*** Exercise data
//! System-wide constants and default paths.

use std::path::PathBuf;
use std::sync::OnceLock;

/// Default base directory for halt data on Linux with root access.
pub const SYSTEM_DATA_DIR: &str = "/var/lib/halt";

/// Environment variable overriding the data directory.
pub const HOME_ENV: &str = "HALT_HOME";

/// Returns the data directory, preferring `$HALT_HOME`, then
/// `$HOME/.halt`, falling back to `/var/lib/halt`.
fn resolve_data_dir() -> PathBuf {
    if let Ok(dir) = std::env::var(HOME_ENV) {
        return PathBuf::from(dir);
    }
    if let Ok(home) = std::env::var("HOME").or_else(|_| std::env::var("USERPROFILE")) {
        let user_dir = PathBuf::from(home).join(".halt");
        if std::fs::create_dir_all(&user_dir).is_ok() {
            return user_dir;
        }
    }
    PathBuf::from(SYSTEM_DATA_DIR)
}

static DATA_DIR: OnceLock<PathBuf> = OnceLock::new();

/// Returns the resolved data directory for this session.
pub fn data_dir() -> &'static PathBuf {
    DATA_DIR.get_or_init(resolve_data_dir)
}

/// Subdirectory holding one metadata record per container.
pub const CONTAINERS_DIR: &str = "containers";

/// Subdirectory holding writable layers.
pub const LAYERS_DIR: &str = "layers";

/// Subdirectory holding snapshot leases.
pub const LEASES_DIR: &str = "leases";

/// Subdirectory holding named and anonymous volumes.
pub const VOLUMES_DIR: &str = "volumes";

/// Name of the optional configuration file inside the data directory.
pub const CONFIG_FILE: &str = "config.json";

/// Signal sent by a graceful stop when the container configures none.
pub const DEFAULT_STOP_SIGNAL: &str = "SIGTERM";

/// Seconds a graceful stop waits when neither request nor container say otherwise.
pub const DEFAULT_STOP_TIMEOUT_SECS: i64 = 10;

/// Seconds of graceful stop granted inside a removal, forced or not.
pub const REMOVE_STOP_TIMEOUT_SECS: i64 = 3;

/// Milliseconds `kill` waits for an exit event after SIGKILL.
#[cfg(not(windows))]
pub const KILL_WAIT_MS: u64 = 10_000;

/// Milliseconds `kill` waits for an exit event after SIGKILL.
///
/// Task shutdown on Windows hosts is considerably slower.
#[cfg(windows)]
pub const KILL_WAIT_MS: u64 = 75_000;

/// Milliseconds `kill` waits after the direct last-resort signal.
pub const DIRECT_KILL_WAIT_MS: u64 = 2_000;

/// Milliseconds of extra grace after a failed kill inside a stop.
pub const STOP_KILL_GRACE_MS: u64 = 2_000;

/// Milliseconds between liveness polls of the exit monitor.
pub const MONITOR_INTERVAL_MS: u64 = 250;

/// Application name used in CLI output and state files.
pub const APP_NAME: &str = "halt";

/// Binary name for the CLI.
pub const BIN_NAME: &str = "haltctl";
******
### Exercise
Transcribe all records exactly as written.

### Output
//! System-wide constants and default paths.

use std::path::PathBuf;
use std::sync::OnceLock;

/// Default base directory for halt data on Linux with root access.
pub const SYSTEM_DATA_DIR: &str = "/var/lib/halt";

/// Environment variable overriding the data directory.
pub const HOME_ENV: &str = "HALT_HOME";

/// Returns the data directory, preferring `$HALT_HOME`, then
/// `$HOME/.halt`, falling back to `/var/lib/halt`.
fn resolve_data_dir() -> PathBuf {
    if let Ok(dir) = std::env::var(HOME_ENV) {
        return PathBuf::from(dir);
    }
    if let Ok(home) = std::env::var("HOME").or_else(|_| std::env::var("USERPROFILE")) {
        let user_dir = PathBuf::from(home).join(".halt");
        if std::fs::create_dir_all(&user_dir).is_ok() {
            return user_dir;
        }
    }
    PathBuf::from(SYSTEM_DATA_DIR)
}

static DATA_DIR: OnceLock<PathBuf> = OnceLock::new();

/// Returns the resolved data directory for this session.
pub fn data_dir() -> &'static PathBuf {
    DATA_DIR.get_or_init(resolve_data_dir)
}

/// Subdirectory holding one metadata record per container.
pub const CONTAINERS_DIR: &str = "containers";

/// Subdirectory holding writable layers.
pub const LAYERS_DIR: &str = "layers";

/// Subdirectory holding snapshot leases.
pub const LEASES_DIR: &str = "leases";

/// Subdirectory holding named and anonymous volumes.
pub const VOLUMES_DIR: &str = "volumes";

/// Name of the optional configuration file inside the data directory.
pub const CONFIG_FILE: &str = "config.json";

/// Signal sent by a graceful stop when the container configures none.
pub const DEFAULT_STOP_SIGNAL: &str = "SIGTERM";

/// Seconds a graceful stop waits when neither request nor container say otherwise.
pub const DEFAULT_STOP_TIMEOUT_SECS: i64 = 10;

/// Seconds of graceful stop granted inside a removal, forced or not.
pub const REMOVE_STOP_TIMEOUT_SECS: i64 = 3;

/// Milliseconds `kill` waits for an exit event after SIGKILL.
#[cfg(not(windows))]
pub const KILL_WAIT_MS: u64 = 10_000;

/// Milliseconds `kill` waits for an exit event after SIGKILL.
///
/// Task shutdown on Windows hosts is considerably slower.
#[cfg(windows)]
pub const KILL_WAIT_MS: u64 = 75_000;

/// Milliseconds `kill` waits after the direct last-resort signal.
pub const DIRECT_KILL_WAIT_MS: u64 = 2_000;

/// Milliseconds of extra grace after a failed kill inside a stop.
pub const STOP_KILL_GRACE_MS: u64 = 2_000;

/// Milliseconds between liveness polls of the exit monitor.
pub const MONITOR_INTERVAL_MS: u64 = 250;

/// Application name used in CLI output and state files.
pub const APP_NAME: &str = "halt";

/// Binary name for the CLI.
pub const BIN_NAME: &str = "haltctl";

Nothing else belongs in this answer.